Ein Polizist steht vor der Gedächtniskirche in Berlin, wo ein LKW in einen Weihnachtsmarkt gerast ist (AFP / John Macdougall)
Ein Polizist steht vor der Gedächtniskirche in Berlin, wo ein LKW in einen Weihnachtsmarkt gerast ist (AFP / John Macdougall)

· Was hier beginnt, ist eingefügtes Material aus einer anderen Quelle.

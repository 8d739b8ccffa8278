// src/config.rs

//! Application configuration.
//!
//! Every setting comes from the environment and is read exactly once at
//! startup via [`Config::from_env`]. Missing variables fall back to the
//! defaults collected in the `defaults` module.

use std::env;
use std::path::PathBuf;
use std::time::Duration;

use crate::error::{AppError, Result};

/// Root application configuration.
#[derive(Debug, Clone)]
pub struct Config {
    /// HTTP transport behavior
    pub fetch: FetchConfig,

    /// Cache and refresh-loop behavior
    pub cache: CacheConfig,

    /// Remote origin URLs
    pub origin: OriginConfig,

    /// Entity roster file locations
    pub roster: RosterConfig,
}

/// HTTP transport settings.
#[derive(Debug, Clone)]
pub struct FetchConfig {
    /// Maximum request attempts before surfacing the last error
    pub retry_attempts: u32,

    /// Timeout for the first attempt; later attempts escalate from this
    pub base_timeout: Duration,

    /// Use the relaxed-verification client for every attempt
    pub insecure_tls: bool,

    /// Log per-attempt fetch diagnostics
    pub debug_fetch: bool,

    /// Outbound proxy URL, if any
    pub proxy: Option<String>,

    /// User-Agent presented to the origin
    pub user_agent: String,
}

/// Cache store and refresh scheduler settings.
#[derive(Debug, Clone)]
pub struct CacheConfig {
    /// Root directory for on-disk snapshots
    pub dir: PathBuf,

    /// Base interval between refresh runs
    pub update_interval: Duration,

    /// Extra cool-down added after a failed refresh run
    pub failure_backoff: Duration,

    /// Delay between per-entity fetches inside a batch
    pub batch_delay: Duration,
}

/// Remote origin URLs for both entity classes.
#[derive(Debug, Clone)]
pub struct OriginConfig {
    /// Page that bootstraps a group session
    pub group_page: String,

    /// Livewire message endpoint of the group grid component
    pub group_endpoint: String,

    /// Page that bootstraps a teacher session
    pub teacher_page: String,

    /// Livewire message endpoint of the teacher grid component
    pub teacher_endpoint: String,
}

/// Locations of the entity roster files.
#[derive(Debug, Clone)]
pub struct RosterConfig {
    pub groups_file: PathBuf,
    pub teachers_file: PathBuf,
}

impl Config {
    /// Read the configuration from the environment.
    pub fn from_env() -> Self {
        Self {
            fetch: FetchConfig {
                retry_attempts: env_u64("FETCH_RETRY_ATTEMPTS", defaults::RETRY_ATTEMPTS) as u32,
                base_timeout: Duration::from_millis(env_u64(
                    "FETCH_TIMEOUT_MS",
                    defaults::TIMEOUT_MS,
                )),
                insecure_tls: env_flag("FETCH_INSECURE_TLS"),
                debug_fetch: env_flag("DEBUG_FETCH"),
                proxy: env_proxy(),
                user_agent: defaults::USER_AGENT.to_string(),
            },
            cache: CacheConfig {
                dir: PathBuf::from(env_str("CACHE_DIR", defaults::CACHE_DIR)),
                update_interval: Duration::from_millis(env_u64(
                    "CACHE_UPDATE_INTERVAL_MS",
                    defaults::UPDATE_INTERVAL_MS,
                )),
                failure_backoff: Duration::from_millis(env_u64(
                    "CACHE_FAILURE_BACKOFF_MS",
                    defaults::FAILURE_BACKOFF_MS,
                )),
                batch_delay: Duration::from_millis(env_u64(
                    "BATCH_DELAY_MS",
                    defaults::BATCH_DELAY_MS,
                )),
            },
            origin: OriginConfig {
                group_page: env_str("SCHEDULE_GROUP_PAGE", defaults::GROUP_PAGE),
                group_endpoint: env_str("SCHEDULE_GROUP_ENDPOINT", defaults::GROUP_ENDPOINT),
                teacher_page: env_str("SCHEDULE_TEACHER_PAGE", defaults::TEACHER_PAGE),
                teacher_endpoint: env_str("SCHEDULE_TEACHER_ENDPOINT", defaults::TEACHER_ENDPOINT),
            },
            roster: RosterConfig {
                groups_file: PathBuf::from(env_str("GROUPS_FILE", defaults::GROUPS_FILE)),
                teachers_file: PathBuf::from(env_str("TEACHERS_FILE", defaults::TEACHERS_FILE)),
            },
        }
    }

    /// Validate configuration values for basic sanity.
    pub fn validate(&self) -> Result<()> {
        if self.fetch.retry_attempts == 0 {
            return Err(AppError::config("FETCH_RETRY_ATTEMPTS must be > 0"));
        }
        if self.fetch.base_timeout.is_zero() {
            return Err(AppError::config("FETCH_TIMEOUT_MS must be > 0"));
        }
        if self.cache.update_interval.is_zero() {
            return Err(AppError::config("CACHE_UPDATE_INTERVAL_MS must be > 0"));
        }
        for (name, value) in [
            ("SCHEDULE_GROUP_PAGE", &self.origin.group_page),
            ("SCHEDULE_GROUP_ENDPOINT", &self.origin.group_endpoint),
            ("SCHEDULE_TEACHER_PAGE", &self.origin.teacher_page),
            ("SCHEDULE_TEACHER_ENDPOINT", &self.origin.teacher_endpoint),
        ] {
            url::Url::parse(value)
                .map_err(|e| AppError::config(format!("{name} is not a valid URL: {e}")))?;
        }
        Ok(())
    }
}

impl Default for Config {
    fn default() -> Self {
        Self {
            fetch: FetchConfig {
                retry_attempts: defaults::RETRY_ATTEMPTS as u32,
                base_timeout: Duration::from_millis(defaults::TIMEOUT_MS),
                insecure_tls: false,
                debug_fetch: false,
                proxy: None,
                user_agent: defaults::USER_AGENT.to_string(),
            },
            cache: CacheConfig {
                dir: PathBuf::from(defaults::CACHE_DIR),
                update_interval: Duration::from_millis(defaults::UPDATE_INTERVAL_MS),
                failure_backoff: Duration::from_millis(defaults::FAILURE_BACKOFF_MS),
                batch_delay: Duration::from_millis(defaults::BATCH_DELAY_MS),
            },
            origin: OriginConfig {
                group_page: defaults::GROUP_PAGE.to_string(),
                group_endpoint: defaults::GROUP_ENDPOINT.to_string(),
                teacher_page: defaults::TEACHER_PAGE.to_string(),
                teacher_endpoint: defaults::TEACHER_ENDPOINT.to_string(),
            },
            roster: RosterConfig {
                groups_file: PathBuf::from(defaults::GROUPS_FILE),
                teachers_file: PathBuf::from(defaults::TEACHERS_FILE),
            },
        }
    }
}

fn env_str(name: &str, default: &str) -> String {
    env::var(name)
        .ok()
        .filter(|v| !v.trim().is_empty())
        .unwrap_or_else(|| default.to_string())
}

fn env_u64(name: &str, default: u64) -> u64 {
    env::var(name)
        .ok()
        .and_then(|v| v.trim().parse().ok())
        .unwrap_or(default)
}

fn env_flag(name: &str) -> bool {
    matches!(
        env::var(name).unwrap_or_default().to_lowercase().as_str(),
        "1" | "true" | "yes"
    )
}

/// Outbound proxy URL, honoring the usual variants in priority order.
fn env_proxy() -> Option<String> {
    ["HTTPS_PROXY", "HTTP_PROXY", "https_proxy", "http_proxy"]
        .iter()
        .find_map(|name| env::var(name).ok())
        .filter(|v| !v.trim().is_empty())
}

mod defaults {
    pub const RETRY_ATTEMPTS: u64 = 3;
    pub const TIMEOUT_MS: u64 = 45_000;

    pub const CACHE_DIR: &str = "cache";
    pub const UPDATE_INTERVAL_MS: u64 = 20 * 60 * 1000;
    pub const FAILURE_BACKOFF_MS: u64 = 40 * 60 * 1000;
    pub const BATCH_DELAY_MS: u64 = 120_000;

    pub const GROUP_PAGE: &str = "https://schedule.siriusuniversity.ru";
    pub const GROUP_ENDPOINT: &str =
        "https://schedule.siriusuniversity.ru/livewire/message/schedule.main-grid";
    pub const TEACHER_PAGE: &str = "https://schedule.siriusuniversity.ru/teacher";
    pub const TEACHER_ENDPOINT: &str =
        "https://schedule.siriusuniversity.ru/livewire/message/teachers.teacher-main-grid";

    pub const GROUPS_FILE: &str = "static/groups.json";
    pub const TEACHERS_FILE: &str = "static/teachers.json";

    pub const USER_AGENT: &str = "Mozilla/5.0 (Windows NT 10.0; Win64; x64) \
        AppleWebKit/537.36 (KHTML, like Gecko) Chrome/126.0.0.0 Safari/537.36";
}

Deutschland sei darauf vorbereitet gewesen, dass sich hier ein ähnlicher Anschlag ereignen könne wie in Nizza, meint Stephan Detjen. Dafür sprächen die professionell und besonnen wirkenden Reaktionen von Einsatzkräften und verantwortlichen Politikern. Schnelle Forderungen hingegen, dass sich am Morgen nach einer solchen Nacht alles ändern müsse, seien Früchte des Terrors.

Von Stephan Detjen | Deutschlandfunk

Wir waren vorbereitet. Seit Jahren haben uns wechselnde Innenminister immer wieder aufs Neue bestätigt: Deutschland ist im Fadenkreuz des internationalen Terrorismus. Geheimdienstmitarbeiter, Strafverfolger und Polizisten wurden zuweilen deutlicher: Es stelle sich nicht die Frage, ob es auch in Deutschland Anschläge geben könne wie wir sie in anderen europäischen Städten erlebt haben, erklärten die Experten – die Frage sei allein, wann es zu einem Anschlag komme.